------ Source data

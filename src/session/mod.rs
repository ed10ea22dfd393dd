//! The execution scope of the persistence core.
//!
//! A `Session` owns every piece of state the core keeps between calls:
//! per-entity context stacks, runtime target scopes and the session-wide
//! target override. Work that must stay isolated gets its own session;
//! sessions share storage by sharing the store.

mod atomic;
mod commit;
mod persistence;
mod scope;

use std::collections::HashMap;

use serde_json::{Map, Value};
use tracing::trace;

use crate::config::Config;
use crate::context::{AtomicOptions, ContextStack, Outcome};
use crate::entity::{entity_key, Document};
use crate::error::OdmError;
use crate::operation::{AtomicQueue, FieldChange, Operator};
use crate::store::DocumentStore;
use crate::target::{Target, TargetOverride, TargetResolver, TargetScope};

pub struct Session<S: DocumentStore> {
    store: S,
    config: Config,
    resolver: TargetResolver,
    stacks: HashMap<String, ContextStack>,
    scopes: Vec<TargetScope>,
    process_override: Option<TargetOverride>,
}

impl<S: DocumentStore> Session<S> {
    pub fn new(store: S) -> Self {
        Self::with_config(store, Config::default())
    }

    pub fn with_config(store: S, config: Config) -> Self {
        Session {
            resolver: TargetResolver::new(&config),
            store,
            config,
            stacks: HashMap::new(),
            scopes: Vec::new(),
            process_override: None,
        }
    }

    pub fn store(&self) -> &S {
        &self.store
    }

    pub fn config(&self) -> &Config {
        &self.config
    }

    // ------------------------------------------------------------------
    // Session-wide target override
    // ------------------------------------------------------------------

    /// Replace the session-wide override layer.
    pub fn set_override(&mut self, target: TargetOverride) {
        self.process_override = Some(target);
    }

    pub fn override_client(&mut self, client: impl Into<String>) {
        let current = self.process_override.take().unwrap_or_default();
        self.process_override = Some(current.client(client));
    }

    pub fn override_database(&mut self, database: impl Into<String>) {
        let current = self.process_override.take().unwrap_or_default();
        self.process_override = Some(current.database(database));
    }

    pub fn override_collection(&mut self, collection: impl Into<String>) {
        let current = self.process_override.take().unwrap_or_default();
        self.process_override = Some(current.collection(collection));
    }

    pub fn reset_override(&mut self) {
        self.process_override = None;
    }

    pub fn current_override(&self) -> Option<&TargetOverride> {
        self.process_override.as_ref()
    }

    // ------------------------------------------------------------------
    // Target resolution
    // ------------------------------------------------------------------

    /// Where a write for `doc` would go right now.
    pub fn resolve_target<D: Document>(&self, doc: &D) -> Target {
        self.resolve_for::<D>(Some(&entity_key(doc)), None).0
    }

    /// Where a model-level operation on `D` would go right now.
    pub fn resolve_model_target<D: Document>(&self) -> Target {
        self.resolve_for::<D>(None, None).0
    }

    /// Resolve a target along with the innermost applicable runtime scope.
    /// `explicit` outranks that scope's override field by field.
    fn resolve_for<D: Document>(
        &self,
        key: Option<&str>,
        explicit: Option<&TargetOverride>,
    ) -> (Target, Option<&TargetScope>) {
        let scope = self
            .scopes
            .iter()
            .rev()
            .find(|scope| scope.key.applies_to(D::COLLECTION, key));

        let layered = match (explicit, scope) {
            (Some(explicit), Some(scope)) => Some(explicit.or(&scope.target_override)),
            (Some(explicit), None) => Some(explicit.clone()),
            (None, Some(scope)) => Some(scope.target_override.clone()),
            (None, None) => None,
        };

        let target = self.resolver.resolve(
            layered.as_ref(),
            self.process_override.as_ref(),
            &D::storage_options(),
            D::COLLECTION,
        );
        (target, scope)
    }

    // ------------------------------------------------------------------
    // Change notification
    // ------------------------------------------------------------------

    /// Apply an atomic operator to `doc` in memory and queue it.
    ///
    /// Inside an open context the change waits for that context to close.
    /// Otherwise it is flushed at once in an implicit single-change context.
    pub fn notify_field_changed<D: Document>(
        &mut self,
        doc: &mut D,
        path: &str,
        operator: Operator,
        operand: Value,
    ) -> Result<(), OdmError> {
        let change = FieldChange::new(path, operator, operand);
        let key = entity_key(doc);

        let implicit = self.depth(doc) == 0;
        if implicit {
            self.open(doc, AtomicOptions::new())?;
        }

        let recorded = self.record(&key, doc, change);
        if !implicit {
            return recorded;
        }
        match recorded {
            Ok(()) => self.close(doc, Outcome::Success),
            Err(err) => {
                self.close(doc, Outcome::Failure)?;
                Err(err)
            }
        }
    }

    fn record<D: Document>(&mut self, key: &str, doc: &mut D, change: FieldChange) -> Result<(), OdmError> {
        let context = self
            .stacks
            .get_mut(key)
            .and_then(ContextStack::top_mut)
            .ok_or_else(|| OdmError::NoActiveContext(key.to_string()))?;

        trace!(entity = %key, path = %change.path, operator = %change.operator, "recording change");
        context.record_change(doc.entity_mut(), change)
    }

    pub fn set<D: Document>(&mut self, doc: &mut D, path: &str, value: impl Into<Value>) -> Result<(), OdmError> {
        self.notify_field_changed(doc, path, Operator::Set, value.into())
    }

    pub fn inc<D: Document>(&mut self, doc: &mut D, path: &str, amount: impl Into<Value>) -> Result<(), OdmError> {
        self.notify_field_changed(doc, path, Operator::Inc, amount.into())
    }

    pub fn push<D: Document>(&mut self, doc: &mut D, path: &str, value: impl Into<Value>) -> Result<(), OdmError> {
        self.notify_field_changed(doc, path, Operator::Push, value.into())
    }

    pub fn pull<D: Document>(&mut self, doc: &mut D, path: &str, value: impl Into<Value>) -> Result<(), OdmError> {
        self.notify_field_changed(doc, path, Operator::Pull, value.into())
    }

    pub fn pull_all<D: Document>(&mut self, doc: &mut D, path: &str, values: Vec<Value>) -> Result<(), OdmError> {
        self.notify_field_changed(doc, path, Operator::PullAll, Value::Array(values))
    }

    pub fn add_to_set<D: Document>(&mut self, doc: &mut D, path: &str, value: impl Into<Value>) -> Result<(), OdmError> {
        self.notify_field_changed(doc, path, Operator::AddToSet, value.into())
    }

    /// `operation` is one of `and`, `or`, `xor`.
    pub fn bit<D: Document>(&mut self, doc: &mut D, path: &str, operation: &str, mask: i64) -> Result<(), OdmError> {
        let mut operand = Map::new();
        operand.insert(operation.to_string(), Value::from(mask));
        self.notify_field_changed(doc, path, Operator::Bit, Value::Object(operand))
    }

    /// Remove the last element (`1`) or the first (`-1`).
    pub fn pop<D: Document>(&mut self, doc: &mut D, path: &str, direction: i64) -> Result<(), OdmError> {
        self.notify_field_changed(doc, path, Operator::Pop, Value::from(direction))
    }

    pub fn rename<D: Document>(&mut self, doc: &mut D, path: &str, new_path: &str) -> Result<(), OdmError> {
        self.notify_field_changed(doc, path, Operator::Rename, Value::String(new_path.to_string()))
    }

    pub fn unset<D: Document>(&mut self, doc: &mut D, path: &str) -> Result<(), OdmError> {
        self.notify_field_changed(doc, path, Operator::Unset, Value::Bool(true))
    }

    // ------------------------------------------------------------------
    // Diagnostics
    // ------------------------------------------------------------------

    /// Every change pending for `doc`, retained and open contexts alike,
    /// merged into one update document.
    pub fn snapshot<D: Document>(&self, doc: &D) -> Map<String, Value> {
        let Some(stack) = self.stacks.get(&entity_key(doc)) else {
            return Map::new();
        };
        let fields = doc.entity().fields();
        let mut merged = stack.retained().clone();
        for context in stack.contexts() {
            merged.merge(context.queue().clone(), fields);
        }
        merged.to_wire_operators()
    }

    /// Changes kept back by a failed flush, sent ahead of the next one.
    pub fn pending<D: Document>(&self, doc: &D) -> Map<String, Value> {
        self.stacks
            .get(&entity_key(doc))
            .map(|stack| stack.retained().to_wire_operators())
            .unwrap_or_default()
    }

    /// Number of open contexts for `doc`.
    pub fn depth<D: Document>(&self, doc: &D) -> usize {
        self.stacks
            .get(&entity_key(doc))
            .map(ContextStack::depth)
            .unwrap_or(0)
    }

    pub fn is_executing_atomically<D: Document>(&self, doc: &D) -> bool {
        self.depth(doc) > 0
    }

    fn retained_queue(&mut self, key: &str) -> AtomicQueue {
        self.stacks
            .get_mut(key)
            .map(ContextStack::take_retained)
            .unwrap_or_default()
    }

    fn drop_idle(&mut self, key: &str) {
        if self.stacks.get(key).is_some_and(ContextStack::is_idle) {
            self.stacks.remove(key);
        }
    }
}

------------

Your goal
A count is all that should be returned: the number of lines in these records containing the string "merged".

Output
4